9.01 Measures of center

Lesson

Practice

Lesson

Concept summary

A measure of center, sometimes called a measure of central tendency, describes the center, or typical, value in a data set. Measures of center include the mean, median, and mode.

Mean

The average of the numbers in a data set.

To calculate the mean, add up all the values in the data set and divide by the number of terms.

For the data set \{2, 3, 5, 5\} the mean is: \dfrac{2+3+5+5}{4}=\dfrac{15}{4} = 3.75

The weighted average can be found when not all numbers in the data set have equal frequency, or weight. To calculate the weighted average, add up each value multipled by its weight and then divide by the sum of the weights.

For a data set with unequal frequencies:

Value	Frequency
2	1
3	1
5	2

The weighted average is: \dfrac{2+3+5(2)}{1+1+2}=\dfrac{15}{4}=3.75

For a data set with weights:

Event	Value	Weight
\text{Style}	82	60\%
\text{Difficulty}	66	30\%
\text{Accuracy}	95	10\%

The weighted average is: \dfrac{82(0.6)+66(0.3)+95(0.1)}{0.6+0.3+0.1}=\dfrac{78.5}{1}=78.5

Median

The middle value of an ordered data set. For a set with an even number of data points, the median is the average of the two middle values.

For the data set \{2, 3, 5, 5\} the median is: 4

For the data set \{2, 3, 5, 5, 7\} the median is: 5

Mode

The most frequently occuring data value. A data set could have more than one mode or no mode.

For the data set \{2, 3, 5, 5\} the mode is 5. However, for the data set \{2, 3, 5, 6\} there is no mode.

Extreme data point

A value that differs greatly from the rest of the data set. Often called an "outlier."

The mean is largely effected by the addition or removal of an extreme data point in a data set, while the median and mode will have little to no change.

Worked examples

Example 1

On the first three tests of the semester Kobe scored 77, 72, and 83 out of 100 points.

Determine the score out of 100 that Kobe needs on the next test to have an average of 80 over the four tests.

Approach

We can let x represent Kobe's score on the next test and find the average as the sum of all four scores divided by 4.

Solution

\displaystyle \dfrac{77+72+83+x}{4}	\displaystyle =	\displaystyle 80	The average of Kobe's four test scores
\displaystyle \dfrac{232+x}{4}	\displaystyle =	\displaystyle 80	Simplify the addition
\displaystyle {232+x}	\displaystyle =	\displaystyle 320	Multiplication property of equality
\displaystyle {x}	\displaystyle =	\displaystyle 88	Subtraction property of equality

Kobe needs to score an 88 on his next test to have a test average of 80 over the four tests.
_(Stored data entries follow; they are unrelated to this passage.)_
//! error types.

use std::io;

use crate::partition::Partition;

/// Error surfaced by channels, the receiver loop and the registry.
#[derive(Debug, thiserror::Error)]
pub enum NetworkError {
    /// The remote consumer for the partition is absent. Recoverable during
    /// registration, fatal afterwards.
    #[error("partition {0} is not registered at the remote node")]
    PartitionNotRegistered(Partition),
    /// The registration retry budget is exhausted.
    #[error("channel registration for partition {partition} failed after {attempts} attempts")]
    ChannelRegistrationFailed { partition: Partition, attempts: usize },
    /// The peer sent a frame the protocol does not allow.
    #[error("protocol violation: {0}")]
    Protocol(&'static str),
    #[error("i/o error: {0}")]
    Io(#[from] io::Error),
}
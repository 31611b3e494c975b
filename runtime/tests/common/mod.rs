//! Shared helpers for the end to end scenarios.
#![allow(dead_code)]

use core::time::Duration;
use std::sync::Arc;
use std::time::Instant;

use parking_lot::{Condvar, Mutex};
use rill_buffer::layout::{BoundLayout, RecordValue, RowLayout};
use rill_buffer::{Schema, TupleBuffer};
use rill_runtime::sink::Sink;
use rill_runtime::{RuntimeError, WorkerContext};

/// Sink collecting every record and buffer it receives.
pub struct CollectSink {
    layout: RowLayout,
    state: Mutex<CollectState>,
    arrived: Condvar,
}

#[derive(Default)]
struct CollectState {
    records: Vec<Vec<RecordValue>>,
    buffers: usize,
    end_of_stream: bool,
}

impl CollectSink {
    pub fn new(schema: Schema) -> Arc<Self> {
        Arc::new(CollectSink {
            layout: RowLayout::new(schema),
            state: Mutex::new(CollectState::default()),
            arrived: Condvar::new(),
        })
    }

    pub fn records(&self) -> Vec<Vec<RecordValue>> {
        self.state.lock().records.clone()
    }

    pub fn buffer_count(&self) -> usize {
        self.state.lock().buffers
    }

    pub fn saw_end_of_stream(&self) -> bool {
        self.state.lock().end_of_stream
    }

    /// Block until `count` records arrived; panics on timeout.
    pub fn wait_for_records(&self, count: usize, timeout: Duration) -> Vec<Vec<RecordValue>> {
        let deadline = Instant::now() + timeout;
        let mut state = self.state.lock();
        while state.records.len() < count {
            assert!(
                !self.arrived.wait_until(&mut state, deadline).timed_out(),
                "timed out: {} of {count} records arrived",
                state.records.len()
            );
        }
        state.records.clone()
    }

    /// Block until the sink saw end of stream.
    pub fn wait_for_end_of_stream(&self, timeout: Duration) {
        let deadline = Instant::now() + timeout;
        let mut state = self.state.lock();
        while !state.end_of_stream {
            assert!(
                !self.arrived.wait_until(&mut state, deadline).timed_out(),
                "timed out waiting for end of stream"
            );
        }
    }
}

impl Sink for CollectSink {
    fn write_data(
        &self,
        buffer: &TupleBuffer,
        _worker: &mut WorkerContext,
    ) -> Result<(), RuntimeError> {
        let bound = self.layout.bind(buffer.clone())?;
        let mut state = self.state.lock();
        state.buffers += 1;
        for row in 0..bound.tuple_count() {
            let record = bound.read_record(row)?;
            state.records.push(record);
        }
        drop(state);
        self.arrived.notify_all();
        Ok(())
    }

    fn on_end_of_stream(&self, _worker: &mut WorkerContext) -> Result<(), RuntimeError> {
        self.state.lock().end_of_stream = true;
        self.arrived.notify_all();
        Ok(())
    }
}

/// Unwrap an i64 record value.
pub fn as_i64(value: &RecordValue) -> i64 {
    match value {
        RecordValue::Int64(v) => *v,
        other => panic!("expected i64, got {other:?}"),
    }
}

/// Unwrap a u64 record value.
pub fn as_u64(value: &RecordValue) -> u64 {
    match value {
        RecordValue::UInt64(v) => *v,
        other => panic!("expected u64, got {other:?}"),
    }
}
Compare what would happen to Kobe's mean and median test score if he scored a 50 out of 100 points on his fourth test.

Approach

We need to find the current mean and median of Kobe's test scores, then we can calculate the new mean and median with the score of 50 from his fourth test included to make a comparison.

Solution

Before the fourth test:

The mean is \dfrac{77+72+83}{3}=\dfrac{232}{3}\approx 77.3.

To find the median, we first put the scores in order: \{72,77,83\}. Then, we can identify the middle data point.

The median is 77.

After the fourth test:

The mean is \dfrac{77+72+83+50}{4}=\dfrac{282}{4}\approx 70.5.

The scores in order are now: \{50, 72,77,83\} and the median is in between 72 and 77.

The median is \dfrac{72+77}{2}=74.5.

The mean test score drops from 77.3 to 70.5. The median score drops from 77 to 72. Both the mean and median are lowered by the low score of 50, but the mean drops by 6.8 points and the median only changes by 2.5 points.

Reflection

The score of 50 would be an extreme data point since 50 is very different from the value of Kobe's first three scores.

Example 2

The dot plot shows the air quality index (AQI) rating for 20 of the world's most polluted countries measured in micrograms per cubic meter (µ\text{g}/\text{m}^3).

Identify the mean, median, and mode.

Approach

The mean is the average of all 20 data points. The median is the middle data point, or average of the two middle data points, and the mode is the most common value.

Solution

The sum of all 20 data points is 832 so the mean is \dfrac{832}{20}=41.6.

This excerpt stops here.